• [TASK REQUIREMENTS]
Using the listing below, copy exactly the lines from the one containing "filename crates/aggregator-sync/src/sink.rs" to the one containing "pub provider: &'static", both lines included, and no others.

• [RECORDS TO USE]
---------------

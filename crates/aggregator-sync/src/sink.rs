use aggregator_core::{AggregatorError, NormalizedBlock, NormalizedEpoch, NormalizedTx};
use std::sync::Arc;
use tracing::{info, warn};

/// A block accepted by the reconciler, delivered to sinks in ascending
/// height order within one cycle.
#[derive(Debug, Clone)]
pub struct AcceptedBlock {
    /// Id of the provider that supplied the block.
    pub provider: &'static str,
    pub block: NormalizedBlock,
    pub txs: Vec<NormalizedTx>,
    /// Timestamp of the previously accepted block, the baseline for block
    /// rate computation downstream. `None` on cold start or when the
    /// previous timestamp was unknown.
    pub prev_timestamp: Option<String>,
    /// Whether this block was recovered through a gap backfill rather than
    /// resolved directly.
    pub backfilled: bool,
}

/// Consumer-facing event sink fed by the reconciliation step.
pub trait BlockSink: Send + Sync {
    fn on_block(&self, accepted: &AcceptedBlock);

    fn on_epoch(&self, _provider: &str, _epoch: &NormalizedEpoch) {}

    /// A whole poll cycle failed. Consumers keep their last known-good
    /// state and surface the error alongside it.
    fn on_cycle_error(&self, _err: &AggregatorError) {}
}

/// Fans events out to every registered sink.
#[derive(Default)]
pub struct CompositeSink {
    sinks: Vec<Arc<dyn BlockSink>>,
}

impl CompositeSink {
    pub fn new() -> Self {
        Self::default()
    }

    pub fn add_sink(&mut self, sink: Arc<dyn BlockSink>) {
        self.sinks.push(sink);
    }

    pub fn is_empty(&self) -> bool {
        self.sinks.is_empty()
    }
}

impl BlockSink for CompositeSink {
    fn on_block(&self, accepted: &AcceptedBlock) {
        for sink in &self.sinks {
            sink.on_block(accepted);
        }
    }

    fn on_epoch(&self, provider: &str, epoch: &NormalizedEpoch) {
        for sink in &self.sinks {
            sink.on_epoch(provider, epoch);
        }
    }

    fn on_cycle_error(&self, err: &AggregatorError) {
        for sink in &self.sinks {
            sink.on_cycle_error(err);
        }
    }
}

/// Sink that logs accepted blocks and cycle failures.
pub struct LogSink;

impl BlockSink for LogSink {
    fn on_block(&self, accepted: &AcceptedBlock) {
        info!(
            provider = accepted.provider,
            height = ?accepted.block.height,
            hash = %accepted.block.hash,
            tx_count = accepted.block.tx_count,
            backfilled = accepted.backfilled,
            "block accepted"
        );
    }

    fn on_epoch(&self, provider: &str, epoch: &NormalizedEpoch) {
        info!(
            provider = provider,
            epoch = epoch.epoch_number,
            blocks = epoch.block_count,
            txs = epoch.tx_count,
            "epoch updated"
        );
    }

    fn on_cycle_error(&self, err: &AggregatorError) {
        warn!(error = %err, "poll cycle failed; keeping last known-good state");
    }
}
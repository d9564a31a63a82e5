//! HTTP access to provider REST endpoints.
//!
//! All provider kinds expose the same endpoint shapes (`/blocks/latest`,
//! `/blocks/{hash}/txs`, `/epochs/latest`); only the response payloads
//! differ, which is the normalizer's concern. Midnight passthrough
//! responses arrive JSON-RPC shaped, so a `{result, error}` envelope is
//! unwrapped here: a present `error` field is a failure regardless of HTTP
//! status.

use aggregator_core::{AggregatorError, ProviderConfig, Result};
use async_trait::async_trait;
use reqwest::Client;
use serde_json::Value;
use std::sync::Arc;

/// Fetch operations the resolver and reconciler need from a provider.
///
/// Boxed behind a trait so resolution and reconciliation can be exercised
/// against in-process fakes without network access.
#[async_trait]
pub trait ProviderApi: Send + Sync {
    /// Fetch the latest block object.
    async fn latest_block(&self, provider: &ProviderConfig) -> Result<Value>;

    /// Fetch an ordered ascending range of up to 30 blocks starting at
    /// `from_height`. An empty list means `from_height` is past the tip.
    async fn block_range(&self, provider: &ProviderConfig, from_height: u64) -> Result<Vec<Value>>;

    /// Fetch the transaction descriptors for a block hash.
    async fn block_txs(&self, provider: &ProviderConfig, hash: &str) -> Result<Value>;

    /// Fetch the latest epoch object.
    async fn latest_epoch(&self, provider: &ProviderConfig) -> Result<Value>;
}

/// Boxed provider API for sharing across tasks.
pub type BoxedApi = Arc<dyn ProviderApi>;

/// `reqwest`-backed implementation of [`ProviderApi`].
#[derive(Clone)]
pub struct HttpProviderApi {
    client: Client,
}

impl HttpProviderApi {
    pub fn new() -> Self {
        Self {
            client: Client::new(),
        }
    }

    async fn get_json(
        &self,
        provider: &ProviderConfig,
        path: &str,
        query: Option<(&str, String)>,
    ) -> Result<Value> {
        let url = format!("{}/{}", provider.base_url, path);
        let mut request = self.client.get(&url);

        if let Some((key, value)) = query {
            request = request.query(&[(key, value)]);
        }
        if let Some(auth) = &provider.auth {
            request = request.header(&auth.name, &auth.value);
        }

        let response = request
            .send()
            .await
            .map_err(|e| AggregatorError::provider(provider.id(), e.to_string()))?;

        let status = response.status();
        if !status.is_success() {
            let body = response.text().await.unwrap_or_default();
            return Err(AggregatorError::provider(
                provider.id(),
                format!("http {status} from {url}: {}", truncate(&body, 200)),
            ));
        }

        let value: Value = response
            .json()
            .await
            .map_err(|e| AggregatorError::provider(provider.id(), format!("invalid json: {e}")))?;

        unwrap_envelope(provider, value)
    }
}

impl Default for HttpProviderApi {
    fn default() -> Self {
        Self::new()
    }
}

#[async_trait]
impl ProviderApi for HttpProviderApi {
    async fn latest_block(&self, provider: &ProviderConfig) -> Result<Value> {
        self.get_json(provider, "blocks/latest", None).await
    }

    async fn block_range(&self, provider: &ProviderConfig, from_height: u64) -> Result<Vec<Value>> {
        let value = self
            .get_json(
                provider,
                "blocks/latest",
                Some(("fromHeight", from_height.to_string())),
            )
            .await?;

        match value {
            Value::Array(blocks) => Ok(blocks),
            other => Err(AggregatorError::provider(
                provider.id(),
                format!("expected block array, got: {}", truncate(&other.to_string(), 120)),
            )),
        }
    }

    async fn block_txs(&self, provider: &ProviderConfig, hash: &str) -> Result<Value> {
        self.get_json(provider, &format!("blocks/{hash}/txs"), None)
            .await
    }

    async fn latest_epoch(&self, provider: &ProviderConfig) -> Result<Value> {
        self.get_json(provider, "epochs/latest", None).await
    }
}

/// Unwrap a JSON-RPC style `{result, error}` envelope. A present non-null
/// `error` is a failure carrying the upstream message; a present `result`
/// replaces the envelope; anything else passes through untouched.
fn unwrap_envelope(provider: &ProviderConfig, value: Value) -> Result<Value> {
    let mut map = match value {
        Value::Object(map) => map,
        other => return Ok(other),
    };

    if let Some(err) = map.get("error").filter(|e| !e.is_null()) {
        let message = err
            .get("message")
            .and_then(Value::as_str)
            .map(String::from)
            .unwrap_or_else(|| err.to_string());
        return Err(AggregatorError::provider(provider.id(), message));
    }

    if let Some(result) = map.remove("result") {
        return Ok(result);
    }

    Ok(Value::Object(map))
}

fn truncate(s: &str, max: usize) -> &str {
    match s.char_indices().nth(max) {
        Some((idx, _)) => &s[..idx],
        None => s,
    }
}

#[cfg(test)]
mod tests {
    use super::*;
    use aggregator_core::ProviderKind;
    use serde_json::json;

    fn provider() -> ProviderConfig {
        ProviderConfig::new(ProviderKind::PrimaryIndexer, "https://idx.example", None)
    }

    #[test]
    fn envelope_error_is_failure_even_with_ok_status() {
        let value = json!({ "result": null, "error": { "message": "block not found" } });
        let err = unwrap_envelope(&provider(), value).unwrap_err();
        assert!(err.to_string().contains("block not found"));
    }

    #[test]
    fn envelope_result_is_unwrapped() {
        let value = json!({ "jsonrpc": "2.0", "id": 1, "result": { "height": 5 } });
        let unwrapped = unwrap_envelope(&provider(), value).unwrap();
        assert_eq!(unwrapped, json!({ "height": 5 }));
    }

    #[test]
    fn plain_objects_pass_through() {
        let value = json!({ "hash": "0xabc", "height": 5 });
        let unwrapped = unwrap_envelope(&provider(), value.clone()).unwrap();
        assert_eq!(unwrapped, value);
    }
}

---------------

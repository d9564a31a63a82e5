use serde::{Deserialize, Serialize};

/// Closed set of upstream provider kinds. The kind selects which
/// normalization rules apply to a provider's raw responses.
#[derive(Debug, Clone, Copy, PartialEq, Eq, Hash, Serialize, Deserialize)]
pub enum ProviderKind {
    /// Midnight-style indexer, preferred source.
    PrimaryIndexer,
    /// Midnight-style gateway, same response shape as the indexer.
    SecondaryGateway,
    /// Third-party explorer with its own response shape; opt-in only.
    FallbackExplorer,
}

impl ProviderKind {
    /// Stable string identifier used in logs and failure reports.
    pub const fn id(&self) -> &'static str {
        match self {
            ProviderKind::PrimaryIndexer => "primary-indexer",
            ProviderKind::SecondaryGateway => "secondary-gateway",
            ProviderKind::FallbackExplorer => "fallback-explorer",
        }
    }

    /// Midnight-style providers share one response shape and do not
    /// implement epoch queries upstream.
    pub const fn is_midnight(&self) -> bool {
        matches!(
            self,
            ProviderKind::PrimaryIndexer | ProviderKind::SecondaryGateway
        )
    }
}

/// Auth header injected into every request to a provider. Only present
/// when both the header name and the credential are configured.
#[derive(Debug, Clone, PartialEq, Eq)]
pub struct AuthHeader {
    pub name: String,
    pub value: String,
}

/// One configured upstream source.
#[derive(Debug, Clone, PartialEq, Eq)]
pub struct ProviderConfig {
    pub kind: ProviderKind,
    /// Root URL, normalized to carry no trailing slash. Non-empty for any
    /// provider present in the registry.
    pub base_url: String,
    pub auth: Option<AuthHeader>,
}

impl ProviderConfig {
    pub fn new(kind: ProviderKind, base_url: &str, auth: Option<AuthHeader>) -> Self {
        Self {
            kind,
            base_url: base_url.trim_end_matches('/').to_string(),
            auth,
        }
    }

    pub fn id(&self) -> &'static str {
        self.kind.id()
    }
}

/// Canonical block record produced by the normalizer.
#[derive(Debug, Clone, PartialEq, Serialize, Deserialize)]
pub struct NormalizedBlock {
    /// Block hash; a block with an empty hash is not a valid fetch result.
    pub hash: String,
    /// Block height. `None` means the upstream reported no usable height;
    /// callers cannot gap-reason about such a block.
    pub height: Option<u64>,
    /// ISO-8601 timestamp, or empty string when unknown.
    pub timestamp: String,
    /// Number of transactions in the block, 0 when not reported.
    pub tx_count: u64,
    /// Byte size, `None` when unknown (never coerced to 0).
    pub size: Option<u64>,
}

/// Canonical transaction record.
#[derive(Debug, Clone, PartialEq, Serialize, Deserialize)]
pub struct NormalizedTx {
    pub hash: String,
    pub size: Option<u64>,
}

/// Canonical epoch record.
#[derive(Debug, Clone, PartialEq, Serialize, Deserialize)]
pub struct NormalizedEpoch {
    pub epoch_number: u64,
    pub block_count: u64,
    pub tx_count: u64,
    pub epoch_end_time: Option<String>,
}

---------------

• [SOLUTION TO THIS PROBLEM]
filename crates/aggregator-sync/src/sink.rs
use aggregator_core::{AggregatorError, NormalizedBlock, NormalizedEpoch, NormalizedTx};
use std::sync::Arc;
use tracing::{info, warn};

/// A block accepted by the reconciler, delivered to sinks in ascending
/// height order within one cycle.
#[derive(Debug, Clone)]
pub struct AcceptedBlock {
    /// Id of the provider that supplied the block.
    pub provider: &'static str,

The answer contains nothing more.